◆ **Provided information**

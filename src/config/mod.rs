mod loader;
mod model;
mod resolve;

pub use loader::{ConfigFormat, ConfigLoader, FileConfigLoader, FileSystem, RealFileSystem};
pub use model::{Config, InstanceConfig};
pub use resolve::{
    DEFAULT_MAX_RETRIES, DEFAULT_OUTPUT_DIR, DEFAULT_REQUEST_TIMEOUT_SECS, LineStatsExclusion,
    RunConfig, StatsPeriod, is_http_url,
};
use std::path::PathBuf;

use thiserror::Error;

use crate::{EXIT_CONFIG_ERROR, EXIT_RUN_FAILED};

#[derive(Error, Debug)]
pub enum GitlabStatsError {
    #[error("Configuration error: {0}")]
    Config(String),

    #[error("Failed to read file: {path}")]
    FileRead {
        path: PathBuf,
        #[source]
        source: std::io::Error,
    },

    #[error("Malformed timestamp '{value}': {reason}")]
    MalformedTimestamp { value: String, reason: String },

    /// A GitLab API request failed. `retryable` marks transient failures
    /// (timeouts, connection errors, HTTP 429 and 5xx).
    #[error("Upstream request failed for {url}: {message}")]
    Upstream {
        url: String,
        status: Option<u16>,
        message: String,
        retryable: bool,
    },

    #[error("Unexpected response body from {url}")]
    Decode {
        url: String,
        #[source]
        source: serde_json::Error,
    },

    #[error("IO error: {0}")]
    Io(#[from] std::io::Error),

    #[error("TOML parse error: {0}")]
    TomlParse(#[from] toml::de::Error),

    #[error("YAML parse error: {0}")]
    YamlParse(#[from] serde_yaml::Error),

    #[error("CSV error: {0}")]
    Csv(#[from] csv::Error),
}

impl GitlabStatsError {
    /// Short category name, shown in the failure log line of a run.
    #[must_use]
    pub const fn error_type(&self) -> &'static str {
        match self {
            Self::Config(_) | Self::TomlParse(_) | Self::YamlParse(_) => "Config",
            Self::FileRead { .. } => "FileRead",
            Self::MalformedTimestamp { .. } => "MalformedTimestamp",
            Self::Upstream { .. } | Self::Decode { .. } => "Upstream",
            Self::Io(_) | Self::Csv(_) => "IO",
        }
    }

    #[must_use]
    pub const fn is_retryable(&self) -> bool {
        matches!(self, Self::Upstream { retryable: true, .. })
    }

    /// Process exit code for a run that ended with this error.
    #[must_use]
    pub const fn exit_code(&self) -> i32 {
        match self {
            Self::Config(_) | Self::FileRead { .. } | Self::TomlParse(_) | Self::YamlParse(_) => {
                EXIT_CONFIG_ERROR
            }
            _ => EXIT_RUN_FAILED,
        }
    }
}

pub type Result<T> = std::result::Result<T, GitlabStatsError>;

#[cfg(test)]
#[path = "error_tests.rs"]
mod tests;
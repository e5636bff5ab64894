//! Group walk and project collection.

use std::collections::BTreeMap;

use tracing::info;

use crate::Result;
use crate::api::{GitlabApi, Group};
use crate::config::RunConfig;

/// A project found under one of the kept groups.
#[derive(Debug, Clone, PartialEq, Eq)]
pub struct ProjectRef {
    pub id: u64,
    pub name: String,
    pub path_with_namespace: String,
}

impl ProjectRef {
    /// Full path of the owning group (namespace part of the project path).
    /// Groups a project is merely shared into do not count.
    #[must_use]
    pub fn group_path(&self) -> &str {
        self.path_with_namespace
            .rsplit_once('/')
            .map_or("", |(group, _)| group)
    }
}

/// Outcome of the include/exclude gates for one group.
#[derive(Debug, Clone, Copy, PartialEq, Eq)]
pub enum GroupDecision {
    Keep,
    NotIncluded,
    Excluded,
}

/// A group passes iff it contains `include_path` (when set) and does not
/// contain `exclude_path` (when set).
#[must_use]
pub fn group_decision(full_path: &str, include_path: &str, exclude_path: &str) -> GroupDecision {
    if !include_path.is_empty() && !full_path.contains(include_path) {
        GroupDecision::NotIncluded
    } else if !exclude_path.is_empty() && full_path.contains(exclude_path) {
        GroupDecision::Excluded
    } else {
        GroupDecision::Keep
    }
}

/// Distinct projects keyed and ordered by id.
#[derive(Debug, Clone, Default, PartialEq, Eq)]
pub struct ProjectSet {
    projects: BTreeMap<u64, ProjectRef>,
}

impl ProjectSet {
    /// Insert or replace the entry for `project.id`.
    pub fn insert(&mut self, project: ProjectRef) {
        self.projects.insert(project.id, project);
    }

    #[must_use]
    pub fn len(&self) -> usize {
        self.projects.len()
    }

    #[must_use]
    pub fn is_empty(&self) -> bool {
        self.projects.is_empty()
    }

    /// Projects in ascending id order.
    pub fn iter(&self) -> impl Iterator<Item = &ProjectRef> {
        self.projects.values()
    }
}

fn keep_group(group: &Group, config: &RunConfig) -> bool {
    match group_decision(&group.full_path, &config.include_path, &config.exclude_path) {
        GroupDecision::Keep => true,
        GroupDecision::NotIncluded => {
            info!(
                "Skipping group {} because include_path {} excludes it",
                group.full_path, config.include_path
            );
            false
        }
        GroupDecision::Excluded => {
            info!(
                "Skipping group {} because exclude_path {} requires it",
                group.full_path, config.exclude_path
            );
            false
        }
    }
}

/// Walk all groups and collect the projects of those passing the path gates.
///
/// # Errors
/// Returns the first upstream error hit while listing groups or projects.
pub fn enumerate_projects(api: &impl GitlabApi, config: &RunConfig) -> Result<ProjectSet> {
    let groups: Vec<Group> = api.groups().collect::<Result<_>>()?;
    info!("Got {} groups", groups.len());

    let mut projects = ProjectSet::default();
    for group in groups.iter().filter(|g| keep_group(g, config)) {
        for summary in api.group_projects(group.id) {
            let summary = summary?;
            info!("Adding project {} to the buffer", summary.path_with_namespace);
            projects.insert(ProjectRef {
                id: summary.id,
                name: summary.name,
                path_with_namespace: summary.path_with_namespace,
            });
        }
    }

    info!("Got {} projects to fetch details for", projects.len());
    Ok(projects)
}

#[cfg(test)]
#[path = "hierarchy_tests.rs"]
mod tests;
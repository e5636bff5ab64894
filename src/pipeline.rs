//! One statistics run: enumerate, aggregate, write.

use std::io::Write;

use tracing::{error, info, warn};

use crate::Result;
use crate::aggregate::{Aggregator, ProjectOutcome, SkipReason};
use crate::api::{GitlabApi, GitlabClient};
use crate::config::{RunConfig, StatsPeriod};
use crate::hierarchy::enumerate_projects;
use crate::output::ProjectProgress;
use crate::report::{OutputRow, ReportWriter, WriteMode};

/// What a finished run did.
#[derive(Debug, Clone, Copy, Default, PartialEq, Eq)]
pub struct RunSummary {
    pub projects_found: usize,
    pub rows_written: usize,
    pub skipped_before_cursor: usize,
    pub skipped_disabled: usize,
}

/// Run the statistics pipeline against `api`, writing rows to `report`.
///
/// Projects are processed in ascending id order. On failure the error is
/// returned after logging the project id to resume from; rows already
/// written stay in the report.
///
/// # Errors
/// Returns the first upstream, timestamp or output error.
pub fn run<A: GitlabApi, W: Write>(
    api: &A,
    config: &RunConfig,
    report: &mut ReportWriter<W>,
    progress_enabled: bool,
) -> Result<RunSummary> {
    let projects = enumerate_projects(api, config)?;
    if projects.is_empty() {
        warn!(
            "No projects found for instance {} (include_path '{}', exclude_path '{}')",
            config.instance, config.include_path, config.exclude_path
        );
    }
    let progress = ProjectProgress::new(projects.len() as u64, progress_enabled);
    let aggregator = Aggregator::new(api, config);

    let mut summary = RunSummary {
        projects_found: projects.len(),
        ..RunSummary::default()
    };

    for project in projects.iter() {
        progress.start_project(&project.path_with_namespace);
        let outcome = aggregator.aggregate(project).inspect_err(|e| {
            let done = progress.position();
            progress.finish();
            error!(
                "Stopped at project {} (id {}) after {done} of {} projects ({} error): {e}. \
                 Set from_project_id to {} to resume",
                project.path_with_namespace,
                project.id,
                summary.projects_found,
                e.error_type(),
                project.id
            );
        })?;

        match outcome {
            ProjectOutcome::Counted(stats) => {
                report.write_row(&OutputRow::new(config, project, &stats))?;
                summary.rows_written += 1;
            }
            ProjectOutcome::Skipped(SkipReason::BeforeResumeCursor { .. }) => {
                summary.skipped_before_cursor += 1;
            }
            ProjectOutcome::Skipped(SkipReason::RepositoryDisabled) => {
                summary.skipped_disabled += 1;
            }
        }
        progress.inc();
    }

    progress.finish();
    Ok(summary)
}

fn log_run_start(config: &RunConfig) {
    info!("Instance {}", config.instance);
    match &config.period {
        StatsPeriod::Year(year) => info!("Stats for year {year}"),
        StatsPeriod::Range { from, to } => info!("Stats for period from {from} to {to}"),
    }
    let path = config.output_path();
    match config.write_mode() {
        WriteMode::Append => info!(
            "Appending to {}, starting from project id {}",
            path.display(),
            config.resume_from_project_id
        ),
        WriteMode::Truncate => info!("Overwriting file {}", path.display()),
    }
}

/// Open the report for `config`, connect to GitLab and run the pipeline.
///
/// # Errors
/// Returns an error if the report cannot be opened, the client cannot be
/// built, or the run fails.
pub fn execute(config: &RunConfig, progress_enabled: bool) -> Result<RunSummary> {
    log_run_start(config);
    let mut report = ReportWriter::create(&config.output_path(), config.write_mode())?;
    let client = GitlabClient::connect(
        &config.url_root,
        &config.token,
        config.request_timeout,
        config.retry,
    )?;
    let summary = run(&client, config, &mut report, progress_enabled)?;
    info!(
        "Done: {} rows written, {} projects skipped (disabled repository), {} below resume cursor",
        summary.rows_written, summary.skipped_disabled, summary.skipped_before_cursor
    );
    Ok(summary)
}

#[cfg(test)]
#[path = "pipeline_tests.rs"]
mod tests;
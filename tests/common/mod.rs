#![allow(dead_code)]

use std::fs;
use std::path::{Path, PathBuf};

use tempfile::TempDir;

/// Creates an `assert_cmd` Command for the gitlab-stats binary.
///
/// `GITLAB_TOKEN` and `RUST_LOG` are cleared so the host environment cannot
/// leak into a test.
#[macro_export]
macro_rules! gitlab_stats {
    () => {{
        let mut cmd = assert_cmd::Command::new(assert_cmd::cargo::cargo_bin!("gitlab-stats"));
        cmd.env_remove("GITLAB_TOKEN").env_remove("RUST_LOG");
        cmd
    }};
}

/// An instance that cannot be reached and is not retried.
pub const UNREACHABLE_INSTANCE: &str = "\
offline:
  url_root: http://127.0.0.1:1
  token: glpat-test
  stats_year: 2024
  max_retries: 0
  request_timeout_secs: 2
";

/// Creates a temporary directory with test fixtures for integration tests.
pub struct TestFixture {
    pub dir: TempDir,
}

impl TestFixture {
    /// Creates a new test fixture with an empty temp directory.
    pub fn new() -> Self {
        Self {
            dir: TempDir::new().expect("Failed to create temp directory"),
        }
    }

    /// Creates a file with the given content in the temp directory.
    pub fn create_file(&self, relative_path: &str, content: &str) {
        let path = self.dir.path().join(relative_path);
        if let Some(parent) = path.parent() {
            fs::create_dir_all(parent).expect("Failed to create parent directories");
        }
        fs::write(&path, content).expect("Failed to write file");
    }

    /// Returns the path to the temp directory.
    pub fn path(&self) -> &Path {
        self.dir.path()
    }

    /// Writes `config.yaml` in the temp directory.
    pub fn create_config(&self, content: &str) {
        self.create_file("config.yaml", content);
    }

    /// Path of the default report for `instance` and `year`.
    pub fn report_path(&self, instance: &str, year: i32) -> PathBuf {
        self.path()
            .join("out")
            .join(format!("gitlab-stats-{instance}-{year}.csv"))
    }

    pub fn read(&self, path: &Path) -> String {
        fs::read_to_string(path).expect("Failed to read file")
    }

    /// A command running in the fixture directory with an isolated user config dir.
    pub fn command(&self) -> assert_cmd::Command {
        let mut cmd = gitlab_stats!();
        cmd.current_dir(self.path())
            .env("HOME", self.path())
            .env("XDG_CONFIG_HOME", self.path().join(".config"))
            .write_stdin("");
        cmd
    }
}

◆ **Exercise goal**
Copy all lines from the material that hold "Returns".

◆ **Output of the task**
/// Returns the first upstream error hit while listing groups or projects.
/// Returns the first upstream, timestamp or output error.
/// Returns an error if the report cannot be opened, the client cannot be
    /// Returns the path to the temp directory.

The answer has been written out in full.